We chose not to burden Sketch with complicated color management support since it would confuse most of the users. Instead, we recognize that the vast majority of our users are designing for the web or for mobile, and Sketch treats colors in a way that makes the most sense for those use cases. After all, everything is sRGB on the web by force, and iOS has no concept of color spaces either.

So what does Sketch do? When you pick a color in Sketch we only store the RGB values. When we render to the screen we interpet those values using the color space of your monitor. This way we can guarantee that if you pick a color from another part of the screen—maybe a window controlled by another application—the values that Sketch stores and displays will look exactly like that color.

When we export an image, we interpret our color values in the sRGB colorspace. We also save the color space in the metadata, unless you have ‘Save for Web’ checked in the export panel. Regardless of that setting though, the intent has been to save with sRGB, which works nicely with Safari as it interprets all images as being saved with sRGB in the first place. If you would also open the image in Preview, it would recognize the sRGB profile and render it as close to Safari as possible. We believe this way we get the most consistent color representation possible.

There is a downside though; if you open your exported image in for example Preview, and put it next to your Sketch window, you might see that the colors are not completely identical. Remember, that’s because when Sketch draws the image in its window, it’s using the screen’s profile, but when Preview draws the image, it may be treating the image as being sRGB, then converting it to the screen’s profile.

Then again, Preview and Safari may not agree either, as one of them will ignore the color profile completely. Also keep in mind that your website may be viewed on an Android device that does not even use sRGB, or on an older iPhone with a slightly different profile.

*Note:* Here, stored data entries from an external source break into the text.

//! # hmhews-sources
//!
//! The Hazard Source Adapter layer: one [`HazardSource`] per upstream
//! provider, each returning provider-native [`RawSample`]s for a region and
//! a date window. Unit and scale normalization happens later, in the index
//! engine.
//!
//! An adapter distinguishes "no data for this window" (an empty vector)
//! from "the provider could not be reached" ([`SourceError::Unavailable`]).
//! The latter is [`Transient`](hmhews_retry::Transient) and gets retried.
//!
//! ## Quick Start
//!
//! ```
//! use hmhews_calendar::{DateRange, NaiveDate};
//! use hmhews_sources::{HazardSource, SampleTable, SatellitePrecipitation};
//!
//! let day = NaiveDate::from_ymd_opt(2022, 12, 26).unwrap();
//! let mut table = SampleTable::new();
//! table.push("IDN.9.1_1", day, 42.5);
//! table.push("IDN.9.1_1", day, -9999.0); // provider no-data sentinel
//!
//! let chirps = SatellitePrecipitation::new("chirps", table);
//! let samples = chirps.fetch("IDN.9.1_1", &DateRange::single(day)).unwrap();
//! assert_eq!(samples.len(), 1);
//! assert_eq!(samples[0].value(), 42.5);
//! ```
//!
//! ## Modules
//!
//! | Module | Description |
//! |--------|-------------|
//! | `adapter` | The `HazardSource` trait and the three provider variants |
//! | `kind` | `SourceKind` |
//! | `registry` | Identifier to adapter lookup |
//! | `sample` | `RawSample` and the in-memory `SampleTable` |
//! | `error` | Error types |

mod adapter;
mod error;
mod kind;
mod registry;
mod sample;

pub use adapter::{ForecastPrecipitation, HazardSource, RiskIndex, SatellitePrecipitation};
pub use error::SourceError;
pub use kind::SourceKind;
pub use registry::SourceRegistry;
pub use sample::{RawSample, SampleTable};
//! The hazard index engine.

use std::collections::BTreeMap;
use std::sync::Arc;

use hmhews_calendar::{DateRange, NaiveDate};
use hmhews_retry::{RetryPolicy, retry};
use hmhews_sources::{HazardSource, SourceRegistry};
use serde::Serialize;
use tracing::{debug, warn};

use crate::config::{CompositionRule, IndexConfig, SourceSpec};
use crate::error::IndexError;

// ---------------------------------------------------------------------------
// HazardSample / CellOutcome
// ---------------------------------------------------------------------------

/// A normalized hazard value for one region on one day.
#[derive(Debug, Clone, PartialEq, Serialize)]
pub struct HazardSample {
    region_id: String,
    date: NaiveDate,
    value: f64,
    source: String,
}

impl HazardSample {
    pub fn new(
        region_id: impl Into<String>,
        date: NaiveDate,
        value: f64,
        source: impl Into<String>,
    ) -> Self {
        Self {
            region_id: region_id.into(),
            date,
            value,
            source: source.into(),
        }
    }

    pub fn region_id(&self) -> &str {
        &self.region_id
    }

    pub fn date(&self) -> NaiveDate {
        self.date
    }

    /// Hazard value in `[0, 1]`.
    pub fn value(&self) -> f64 {
        self.value
    }

    /// Identifiers of the sources that contributed, joined with `+`.
    pub fn source(&self) -> &str {
        &self.source
    }
}

/// Result of computing one (region, day) cell.
#[derive(Debug, Clone, PartialEq)]
pub enum CellOutcome {
    Sample(HazardSample),
    /// No source (or a required source) had data for the day.
    NoData,
    /// A source kept failing after the retry budget was spent.
    Failed { source: String, reason: String },
}

impl CellOutcome {
    pub fn sample(&self) -> Option<&HazardSample> {
        match self {
            Self::Sample(s) => Some(s),
            _ => None,
        }
    }

    pub fn value(&self) -> Option<f64> {
        self.sample().map(HazardSample::value)
    }

    pub fn is_failed(&self) -> bool {
        matches!(self, Self::Failed { .. })
    }
}

// ---------------------------------------------------------------------------
// HazardIndexEngine
// ---------------------------------------------------------------------------

/// Composes hazard sources into one normalized value per cell.
///
/// Output depends only on the configuration and what the adapters return,
/// so the same region, day and adapter answers always give the same
/// [`CellOutcome`].
pub struct HazardIndexEngine {
    config: IndexConfig,
    adapters: Vec<Arc<dyn HazardSource>>,
    retry: RetryPolicy,
}

impl std::fmt::Debug for HazardIndexEngine {
    fn fmt(&self, f: &mut std::fmt::Formatter<'_>) -> std::fmt::Result {
        f.debug_struct("HazardIndexEngine")
            .field("config", &self.config)
            .field("retry", &self.retry)
            .finish_non_exhaustive()
    }
}

impl HazardIndexEngine {
    /// Builds the engine, resolving every configured source in `registry`.
    ///
    /// # Errors
    ///
    /// Fails on invalid configuration, an invalid retry policy, an unknown
    /// source identifier, or a source whose kind differs from its spec.
    pub fn new(
        config: IndexConfig,
        registry: &SourceRegistry,
        retry: RetryPolicy,
    ) -> Result<Self, IndexError> {
        config.validate()?;
        retry.validate().map_err(|e| IndexError::InvalidConfig {
            reason: e.to_string(),
        })?;

        let ids: Vec<&str> = config.sources().iter().map(SourceSpec::identifier).collect();
        let adapters = registry.resolve(&ids)?;
        for (spec, adapter) in config.sources().iter().zip(&adapters) {
            if adapter.kind() != spec.kind() {
                return Err(IndexError::InvalidConfig {
                    reason: format!(
                        "source '{}' is configured as {} but the adapter provides {}",
                        spec.identifier(),
                        spec.kind(),
                        adapter.kind()
                    ),
                });
            }
        }
        debug!(index = config.identifier(), sources = ?ids, rule = ?config.rule(), "hazard index engine ready");

        Ok(Self {
            config,
            adapters,
            retry,
        })
    }

    pub fn config(&self) -> &IndexConfig {
        &self.config
    }

    /// Computes one cell.
    pub fn compute(&self, region_id: &str, date: NaiveDate) -> CellOutcome {
        self.compute_window(region_id, &DateRange::single(date))
            .pop()
            .map_or(CellOutcome::NoData, |(_, outcome)| outcome)
    }

    /// Computes every day of `window` for one region, fetching each source
    /// once. A source that fails after retries fails every cell of the
    /// window.
    pub fn compute_window(&self, region_id: &str, window: &DateRange) -> Vec<(NaiveDate, CellOutcome)> {
        let mut per_source: Vec<BTreeMap<NaiveDate, Vec<f64>>> = Vec::with_capacity(self.adapters.len());
        for adapter in &self.adapters {
            let label = format!("fetch {} for {region_id}", adapter.identifier());
            match retry(&self.retry, &label, || adapter.fetch(region_id, window)) {
                Ok(samples) => {
                    let mut days: BTreeMap<NaiveDate, Vec<f64>> = BTreeMap::new();
                    for s in samples {
                        days.entry(s.date()).or_default().push(s.value());
                    }
                    per_source.push(days);
                }
                Err(e) => {
                    warn!(region = region_id, source = adapter.identifier(), error = %e, "hazard source failed; cells marked failed");
                    let source = adapter.identifier().to_string();
                    let reason = e.to_string();
                    return window
                        .iter()
                        .map(|d| {
                            (
                                d,
                                CellOutcome::Failed {
                                    source: source.clone(),
                                    reason: reason.clone(),
                                },
                            )
                        })
                        .collect();
                }
            }
        }

        window
            .iter()
            .map(|d| (d, self.compose(region_id, d, &per_source)))
            .collect()
    }

    fn compose(
        &self,
        region_id: &str,
        date: NaiveDate,
        per_source: &[BTreeMap<NaiveDate, Vec<f64>>],
    ) -> CellOutcome {
        let specs = self.config.sources();
        let components: Vec<Option<f64>> = specs
            .iter()
            .zip(per_source)
            .map(|(spec, days)| {
                days.get(&date)
                    .and_then(|v| spec.aggregation().apply(v))
                    .map(|raw| spec.scale().normalize(raw))
            })
            .collect();

        if specs
            .iter()
            .zip(&components)
            .any(|(spec, c)| spec.required() && c.is_none())
        {
            return CellOutcome::NoData;
        }

        let present: Vec<(&SourceSpec, f64)> = specs
            .iter()
            .zip(&components)
            .filter_map(|(spec, c)| c.map(|v| (spec, v)))
            .collect();

        let (value, used): (f64, Vec<&str>) = match (self.config.rule(), present.as_slice()) {
            (_, []) => return CellOutcome::NoData,
            // a lone component passes through unchanged
            (CompositionRule::Precedence, [(spec, v), ..])
            | (CompositionRule::WeightedMean, [(spec, v)]) => (*v, vec![spec.identifier()]),
            (CompositionRule::WeightedMean, _) => {
                let num: f64 = present.iter().map(|(s, v)| s.weight() * v).sum();
                let den: f64 = present.iter().map(|(s, _)| s.weight()).sum();
                (num / den, present.iter().map(|(s, _)| s.identifier()).collect())
            }
        };

        CellOutcome::Sample(HazardSample::new(
            region_id,
            date,
            value.clamp(0.0, 1.0),
            used.join("+"),
        ))
    }
}
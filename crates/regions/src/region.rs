//! Administrative regions.

use serde::{Deserialize, Serialize};

use crate::error::RegionError;

/// Depth in a four-level administrative hierarchy.
#[derive(Debug, Clone, Copy, PartialEq, Eq, PartialOrd, Ord, Hash, Serialize, Deserialize)]
#[serde(try_from = "u8", into = "u8")]
pub enum AdminLevel {
    /// Level 0 (GADM `GID_0`).
    Country,
    /// Level 1, provinsi.
    Province,
    /// Level 2, kabupaten / kota.
    Regency,
    /// Level 3, kecamatan.
    Subdistrict,
}

impl AdminLevel {
    /// Numeric depth, 0 for country.
    pub fn depth(self) -> u8 {
        match self {
            Self::Country => 0,
            Self::Province => 1,
            Self::Regency => 2,
            Self::Subdistrict => 3,
        }
    }

    /// The level directly above, if any.
    pub fn parent(self) -> Option<Self> {
        match self {
            Self::Country => None,
            Self::Province => Some(Self::Country),
            Self::Regency => Some(Self::Province),
            Self::Subdistrict => Some(Self::Regency),
        }
    }
}

impl TryFrom<u8> for AdminLevel {
    type Error = RegionError;

    fn try_from(level: u8) -> Result<Self, Self::Error> {
        match level {
            0 => Ok(Self::Country),
            1 => Ok(Self::Province),
            2 => Ok(Self::Regency),
            3 => Ok(Self::Subdistrict),
            _ => Err(RegionError::InvalidLevel { level }),
        }
    }
}

impl From<AdminLevel> for u8 {
    fn from(level: AdminLevel) -> u8 {
        level.depth()
    }
}

impl std::fmt::Display for AdminLevel {
    fn fmt(&self, f: &mut std::fmt::Formatter<'_>) -> std::fmt::Result {
        let name = match self {
            Self::Country => "country",
            Self::Province => "province",
            Self::Regency => "regency",
            Self::Subdistrict => "subdistrict",
        };
        f.write_str(name)
    }
}

/// One region within one hierarchy. Immutable once loaded.
#[derive(Debug, Clone, PartialEq, Eq, Serialize, Deserialize)]
pub struct AdminRegion {
    hierarchy_name: String,
    level: AdminLevel,
    region_id: String,
    canonical_name: String,
    parent_id: Option<String>,
}

impl AdminRegion {
    /// Creates a region record.
    pub fn new(
        hierarchy_name: impl Into<String>,
        level: AdminLevel,
        region_id: impl Into<String>,
        canonical_name: impl Into<String>,
        parent_id: Option<&str>,
    ) -> Self {
        Self {
            hierarchy_name: hierarchy_name.into(),
            level,
            region_id: region_id.into(),
            canonical_name: canonical_name.into(),
            parent_id: parent_id.map(str::to_string),
        }
    }

    /// Name of the hierarchy this region belongs to.
    pub fn hierarchy_name(&self) -> &str {
        &self.hierarchy_name
    }

    pub fn level(&self) -> AdminLevel {
        self.level
    }

    pub fn region_id(&self) -> &str {
        &self.region_id
    }

    pub fn canonical_name(&self) -> &str {
        &self.canonical_name
    }

    pub fn parent_id(&self) -> Option<&str> {
        self.parent_id.as_deref()
    }
}
//! Provider families.

use serde::{Deserialize, Serialize};

/// The family of upstream provider an adapter talks to.
#[derive(Debug, Clone, Copy, PartialEq, Eq, Hash, Serialize, Deserialize)]
#[serde(rename_all = "snake_case")]
pub enum SourceKind {
    /// Accumulated precipitation forecast steps (GFS-style), mm.
    Forecast,
    /// Daily satellite precipitation estimates (CHIRPS-style), mm/day.
    HistoricalSatellite,
    /// A precomputed, slowly changing flood risk index (InaRISK-style).
    RiskIndex,
}

impl std::fmt::Display for SourceKind {
    fn fmt(&self, f: &mut std::fmt::Formatter<'_>) -> std::fmt::Result {
        f.write_str(match self {
            Self::Forecast => "forecast",
            Self::HistoricalSatellite => "historical_satellite",
            Self::RiskIndex => "risk_index",
        })
    }
}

The takeaway of all this is that getting consistent colors between different images and between images and HTML/CSS is not trivial, but that Sketch makes it relatively easy; if you use the same RGB values in your artwork in Sketch as you use in the CSS on your website, the colors will match (as long as your browser follows the W3C spec, that is).

Sketch helps you by always saving as sRGB, and if you strip away the color space to save a bit of space, it wouldn’t change the way your image is displayed in a web browser. As a web or mobile designer, this is what you would expect, and this is how Sketch works.

Just keep in mind that using the screen color picker to pick colors from various windows cannot possibly guarantee keeping the RGB values consistent.